## What is expected
Return the data that follows exactly, with each line intact.

=== Exercise materials ===

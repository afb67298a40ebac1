//! Drivetrain configuration shared by desktop tests and firmware.
//!
//! Uses `heapless::String` for `no_std` compatibility. Every section has a
//! `Default` matching the robot's stock tuning and `with_*` builders for
//! overrides.
//!
//! # Example
//!
//! ```rust
//! use rs_drivetrain::config::{Config, PidConfig, WheelConfig};
//! use rs_drivetrain::Gains;
//!
//! // Use defaults
//! let config = Config::default();
//! assert_eq!(config.control_period_ms, 200);
//!
//! // Or customize
//! let config = Config::default()
//!     .with_control_period_ms(100)
//!     .with_left(WheelConfig::left().with_pid(
//!         PidConfig::default().with_gains(Gains::new(0.01, 0.002, 0.5)),
//!     ));
//! assert_eq!(config.left.pid.gains.kd, 0.5);
//! ```

use heapless::String as HString;

use crate::pid::Gains;
use crate::traits::DriveMode;

/// Maximum length for short config strings (wheel names)
pub const MAX_SHORT_STRING: usize = 16;

/// Type alias for short config strings
pub type ShortString = HString<MAX_SHORT_STRING>;

/// Create a ShortString from a &str, truncating if too long
pub fn short_string(s: &str) -> ShortString {
    let mut hs = ShortString::new();
    let take = s.len().min(MAX_SHORT_STRING);
    // Find valid UTF-8 boundary
    let valid_end = s
        .char_indices()
        .take_while(|(i, c)| i + c.len_utf8() <= take)
        .last()
        .map(|(i, c)| i + c.len_utf8())
        .unwrap_or(0);
    let _ = hs.push_str(&s[..valid_end]);
    hs
}

// ============================================================================
// Main Config
// ============================================================================

/// Complete drivetrain configuration
#[derive(Clone, Debug)]
#[cfg_attr(feature = "serde", derive(serde::Serialize, serde::Deserialize))]
pub struct Config {
    /// Left wheel
    pub left: WheelConfig,
    /// Right wheel
    pub right: WheelConfig,
    /// Nominal control tick period in milliseconds
    pub control_period_ms: u32,
}

impl Default for Config {
    fn default() -> Self {
        Self {
            left: WheelConfig::left(),
            right: WheelConfig::right(),
            control_period_ms: 200,
        }
    }
}

impl Config {
    /// Set the left wheel configuration
    pub fn with_left(mut self, left: WheelConfig) -> Self {
        self.left = left;
        self
    }

    /// Set the right wheel configuration
    pub fn with_right(mut self, right: WheelConfig) -> Self {
        self.right = right;
        self
    }

    /// Set the control period
    pub fn with_control_period_ms(mut self, ms: u32) -> Self {
        self.control_period_ms = ms;
        self
    }

    /// Apply the same PID gains to both wheels
    pub fn with_gains(mut self, gains: Gains) -> Self {
        self.left.pid.gains = gains;
        self.right.pid.gains = gains;
        self
    }
}

// ============================================================================
// Wheel Config
// ============================================================================

/// Configuration for one wheel unit
#[derive(Clone, Debug)]
#[cfg_attr(feature = "serde", derive(serde::Serialize, serde::Deserialize))]
pub struct WheelConfig {
    /// Name used in log output
    pub name: ShortString,
    /// Encoder timing
    pub encoder: EncoderConfig,
    /// Controller tuning
    pub pid: PidConfig,
    /// H-bridge behaviour
    pub actuator: ActuatorConfig,
}

impl Default for WheelConfig {
    fn default() -> Self {
        Self {
            name: short_string("wheel"),
            encoder: EncoderConfig::default(),
            pid: PidConfig::default(),
            actuator: ActuatorConfig::default(),
        }
    }
}

impl WheelConfig {
    /// Default configuration named "left"
    pub fn left() -> Self {
        Self::default().with_name("left")
    }

    /// Default configuration named "right"
    pub fn right() -> Self {
        Self::default().with_name("right")
    }

    /// Set the name
    pub fn with_name(mut self, name: &str) -> Self {
        self.name = short_string(name);
        self
    }

    /// Set the encoder configuration
    pub fn with_encoder(mut self, encoder: EncoderConfig) -> Self {
        self.encoder = encoder;
        self
    }

    /// Set the PID configuration
    pub fn with_pid(mut self, pid: PidConfig) -> Self {
        self.pid = pid;
        self
    }

    /// Set the actuator configuration
    pub fn with_actuator(mut self, actuator: ActuatorConfig) -> Self {
        self.actuator = actuator;
        self
    }
}

// ============================================================================
// Encoder Config
// ============================================================================

/// Encoder edge timing configuration
#[derive(Clone, Copy, Debug, PartialEq)]
#[cfg_attr(feature = "serde", derive(serde::Serialize, serde::Deserialize))]
pub struct EncoderConfig {
    /// Minimum spacing between accepted edges of the same polarity
    pub debounce_us: u32,
    /// Time without an edge after which the wheel reads as stopped
    pub stale_after_us: u32,
    /// Bound each half-period speed by the time since its last edge
    pub interval_decay: bool,
}

impl Default for EncoderConfig {
    fn default() -> Self {
        Self {
            debounce_us: 10_000,
            stale_after_us: 1_000_000,
            interval_decay: false,
        }
    }
}

impl EncoderConfig {
    /// Set the debounce interval
    pub fn with_debounce_us(mut self, us: u32) -> Self {
        self.debounce_us = us;
        self
    }

    /// Set the staleness threshold
    pub fn with_stale_after_us(mut self, us: u32) -> Self {
        self.stale_after_us = us;
        self
    }

    /// Enable or disable interval-bound decay
    pub fn with_interval_decay(mut self, enabled: bool) -> Self {
        self.interval_decay = enabled;
        self
    }
}

// ============================================================================
// PID Config
// ============================================================================

/// Velocity controller configuration
#[derive(Clone, Copy, Debug, PartialEq)]
#[cfg_attr(feature = "serde", derive(serde::Serialize, serde::Deserialize))]
pub struct PidConfig {
    /// Initial gains
    pub gains: Gains,
    /// Symmetric clamp on the integral accumulator
    pub integral_limit: f32,
    /// Upper clamp on the control signal (lower clamp is always 0)
    pub output_max: f32,
}

impl Default for PidConfig {
    fn default() -> Self {
        Self {
            gains: Gains::default(),
            integral_limit: 255.0,
            output_max: 255.0,
        }
    }
}

impl PidConfig {
    /// Set the initial gains
    pub fn with_gains(mut self, gains: Gains) -> Self {
        self.gains = gains;
        self
    }

    /// Set the integral clamp
    pub fn with_integral_limit(mut self, limit: f32) -> Self {
        self.integral_limit = limit;
        self
    }

    /// Set the output clamp, limited to the 8-bit duty range
    pub fn with_output_max(mut self, max: f32) -> Self {
        self.output_max = max.clamp(0.0, 255.0);
        self
    }
}

// ============================================================================
// Actuator Config
// ============================================================================

/// Pin pattern used when the wheel is not driven.
#[derive(Clone, Copy, Debug, PartialEq, Eq, Default)]
#[cfg_attr(feature = "serde", derive(serde::Serialize, serde::Deserialize))]
#[cfg_attr(feature = "serde", serde(rename_all = "lowercase"))]
pub enum StopMode {
    /// Both direction pins low.
    #[default]
    Coast,
    /// Both direction pins high.
    Brake,
}

impl StopMode {
    /// The H-bridge pattern for this stop mode.
    #[inline]
    pub const fn drive_mode(self) -> DriveMode {
        match self {
            StopMode::Coast => DriveMode::Coast,
            StopMode::Brake => DriveMode::Brake,
        }
    }
}

/// H-bridge actuation configuration
#[derive(Clone, Copy, Debug, PartialEq)]
#[cfg_attr(feature = "serde", derive(serde::Serialize, serde::Deserialize))]
pub struct ActuatorConfig {
    /// Targets slower than this (ticks/s) are treated as stop
    pub min_feasible_speed: f32,
    /// Stop discipline
    pub stop_mode: StopMode,
}

impl Default for ActuatorConfig {
    fn default() -> Self {
        Self {
            min_feasible_speed: 4.0,
            stop_mode: StopMode::Coast,
        }
    }
}

impl ActuatorConfig {
    /// Set the minimum feasible target speed
    pub fn with_min_feasible_speed(mut self, speed: f32) -> Self {
        self.min_feasible_speed = speed;
        self
    }

    /// Set the stop discipline
    pub fn with_stop_mode(mut self, mode: StopMode) -> Self {
        self.stop_mode = mode;
        self
    }
}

===

## Task output
repository afb67298a40ebac1
//! Drivetrain configuration shared by desktop tests and firmware.
//!
//! Uses `heapless::String` for `no_std` compatibility. Every section has a
//! `Default` matching the robot's stock tuning and `with_*` builders for
//! overrides.
//!
//! # Example
//!
//! ```rust
//! use rs_drivetrain::config::{Config, PidConfig, WheelConfig};
//! use rs_drivetrain::Gains;
//!
//! // Use defaults
//! let config = Config::default();
//! assert_eq!(config.control_period_ms, 200);
//!
//! // Or customize
//! let config = Config::default()
//!     .with_control_period_ms(100)
//!     .with_left(WheelConfig::left().with_pid(
//!         PidConfig::default().with_gains(Gains::new(0.01, 0.002, 0.5)),
//!     ));
//! assert_eq!(config.left.pid.gains.kd, 0.5);
//! ```

use heapless::String as HString;

use crate::pid::Gains;
use crate::traits::DriveMode;

/// Maximum length for short config strings (wheel names)
pub const MAX_SHORT_STRING: usize = 16;

/// Type alias for short config strings
pub type ShortString = HString<MAX_SHORT_STRING>;

/// Create a ShortString from a &str, truncating if too long
pub fn short_string(s: &str) -> ShortString {
    let mut hs = ShortString::new();
    let take = s.len().min(MAX_SHORT_STRING);
    // Find valid UTF-8 boundary
    let valid_end = s
        .char_indices()
        .take_while(|(i, c)| i + c.len_utf8() <= take)
        .last()
        .map(|(i, c)| i + c.len_utf8())
        .unwrap_or(0);
    let _ = hs.push_str(&s[..valid_end]);
    hs
}

// ============================================================================
// Main Config
// ============================================================================

/// Complete drivetrain configuration
#[derive(Clone, Debug)]
#[cfg_attr(feature = "serde", derive(serde::Serialize, serde::Deserialize))]
pub struct Config {
    /// Left wheel
    pub left: WheelConfig,
    /// Right wheel
    pub right: WheelConfig,
    /// Nominal control tick period in milliseconds
    pub control_period_ms: u32,
}

impl Default for Config {
    fn default() -> Self {
        Self {
            left: WheelConfig::left(),
            right: WheelConfig::right(),
            control_period_ms: 200,
        }
    }
}

impl Config {
    /// Set the left wheel configuration
    pub fn with_left(mut self, left: WheelConfig) -> Self {
        self.left = left;
        self
    }

    /// Set the right wheel configuration
    pub fn with_right(mut self, right: WheelConfig) -> Self {
        self.right = right;
        self
    }

    /// Set the control period
    pub fn with_control_period_ms(mut self, ms: u32) -> Self {
        self.control_period_ms = ms;
        self
    }

    /// Apply the same PID gains to both wheels
    pub fn with_gains(mut self, gains: Gains) -> Self {
        self.left.pid.gains = gains;
        self.right.pid.gains = gains;
        self
    }
}

// ============================================================================
// Wheel Config
// ============================================================================

/// Configuration for one wheel unit
#[derive(Clone, Debug)]
#[cfg_attr(feature = "serde", derive(serde::Serialize, serde::Deserialize))]
pub struct WheelConfig {
    /// Name used in log output
    pub name: ShortString,
    /// Encoder timing
    pub encoder: EncoderConfig,
    /// Controller tuning
    pub pid: PidConfig,
    /// H-bridge behaviour
    pub actuator: ActuatorConfig,
}

impl Default for WheelConfig {
    fn default() -> Self {
        Self {
            name: short_string("wheel"),
            encoder: EncoderConfig::default(),
            pid: PidConfig::default(),
            actuator: ActuatorConfig::default(),
        }
    }
}

impl WheelConfig {
    /// Default configuration named "left"
    pub fn left() -> Self {
        Self::default().with_name("left")
    }

    /// Default configuration named "right"
    pub fn right() -> Self {
        Self::default().with_name("right")
    }

    /// Set the name
    pub fn with_name(mut self, name: &str) -> Self {
        self.name = short_string(name);
        self
    }

    /// Set the encoder configuration
    pub fn with_encoder(mut self, encoder: EncoderConfig) -> Self {
        self.encoder = encoder;
        self
    }

    /// Set the PID configuration
    pub fn with_pid(mut self, pid: PidConfig) -> Self {
        self.pid = pid;
        self
    }

    /// Set the actuator configuration
    pub fn with_actuator(mut self, actuator: ActuatorConfig) -> Self {
        self.actuator = actuator;
        self
    }
}

// ============================================================================
// Encoder Config
// ============================================================================

/// Encoder edge timing configuration
#[derive(Clone, Copy, Debug, PartialEq)]
#[cfg_attr(feature = "serde", derive(serde::Serialize, serde::Deserialize))]
pub struct EncoderConfig {
    /// Minimum spacing between accepted edges of the same polarity
    pub debounce_us: u32,
    /// Time without an edge after which the wheel reads as stopped
    pub stale_after_us: u32,
    /// Bound each half-period speed by the time since its last edge
    pub interval_decay: bool,
}

impl Default for EncoderConfig {
    fn default() -> Self {
        Self {
            debounce_us: 10_000,
            stale_after_us: 1_000_000,
            interval_decay: false,
        }
    }
}

impl EncoderConfig {
    /// Set the debounce interval
    pub fn with_debounce_us(mut self, us: u32) -> Self {
        self.debounce_us = us;
        self
    }

    /// Set the staleness threshold
    pub fn with_stale_after_us(mut self, us: u32) -> Self {
        self.stale_after_us = us;
        self
    }

    /// Enable or disable interval-bound decay
    pub fn with_interval_decay(mut self, enabled: bool) -> Self {
        self.interval_decay = enabled;
        self
    }
}

// ============================================================================
// PID Config
// ============================================================================

/// Velocity controller configuration
#[derive(Clone, Copy, Debug, PartialEq)]
#[cfg_attr(feature = "serde", derive(serde::Serialize, serde::Deserialize))]
pub struct PidConfig {
    /// Initial gains
    pub gains: Gains,
    /// Symmetric clamp on the integral accumulator
    pub integral_limit: f32,
    /// Upper clamp on the control signal (lower clamp is always 0)
    pub output_max: f32,
}

impl Default for PidConfig {
    fn default() -> Self {
        Self {
            gains: Gains::default(),
            integral_limit: 255.0,
            output_max: 255.0,
        }
    }
}

impl PidConfig {
    /// Set the initial gains
    pub fn with_gains(mut self, gains: Gains) -> Self {
        self.gains = gains;
        self
    }

    /// Set the integral clamp
    pub fn with_integral_limit(mut self, limit: f32) -> Self {
        self.integral_limit = limit;
        self
    }

    /// Set the output clamp, limited to the 8-bit duty range
    pub fn with_output_max(mut self, max: f32) -> Self {
        self.output_max = max.clamp(0.0, 255.0);
        self
    }
}

// ============================================================================
// Actuator Config
// ============================================================================

/// Pin pattern used when the wheel is not driven.
#[derive(Clone, Copy, Debug, PartialEq, Eq, Default)]
#[cfg_attr(feature = "serde", derive(serde::Serialize, serde::Deserialize))]
#[cfg_attr(feature = "serde", serde(rename_all = "lowercase"))]
pub enum StopMode {
    /// Both direction pins low.
    #[default]
    Coast,
    /// Both direction pins high.
    Brake,
}

impl StopMode {
    /// The H-bridge pattern for this stop mode.
    #[inline]
    pub const fn drive_mode(self) -> DriveMode {
        match self {
            StopMode::Coast => DriveMode::Coast,
            StopMode::Brake => DriveMode::Brake,
        }
    }
}

/// H-bridge actuation configuration
#[derive(Clone, Copy, Debug, PartialEq)]
#[cfg_attr(feature = "serde", derive(serde::Serialize, serde::Deserialize))]
pub struct ActuatorConfig {
    /// Targets slower than this (ticks/s) are treated as stop
    pub min_feasible_speed: f32,
    /// Stop discipline
    pub stop_mode: StopMode,
}

impl Default for ActuatorConfig {
    fn default() -> Self {
        Self {
            min_feasible_speed: 4.0,
            stop_mode: StopMode::Coast,
        }
    }
}

impl ActuatorConfig {
    /// Set the minimum feasible target speed
    pub fn with_min_feasible_speed(mut self, speed: f32) -> Self {
        self.min_feasible_speed = speed;
        self
    }

    /// Set the stop discipline
    pub fn with_stop_mode(mut self, mode: StopMode) -> Self {
        self.stop_mode = mode;
        self
    }
}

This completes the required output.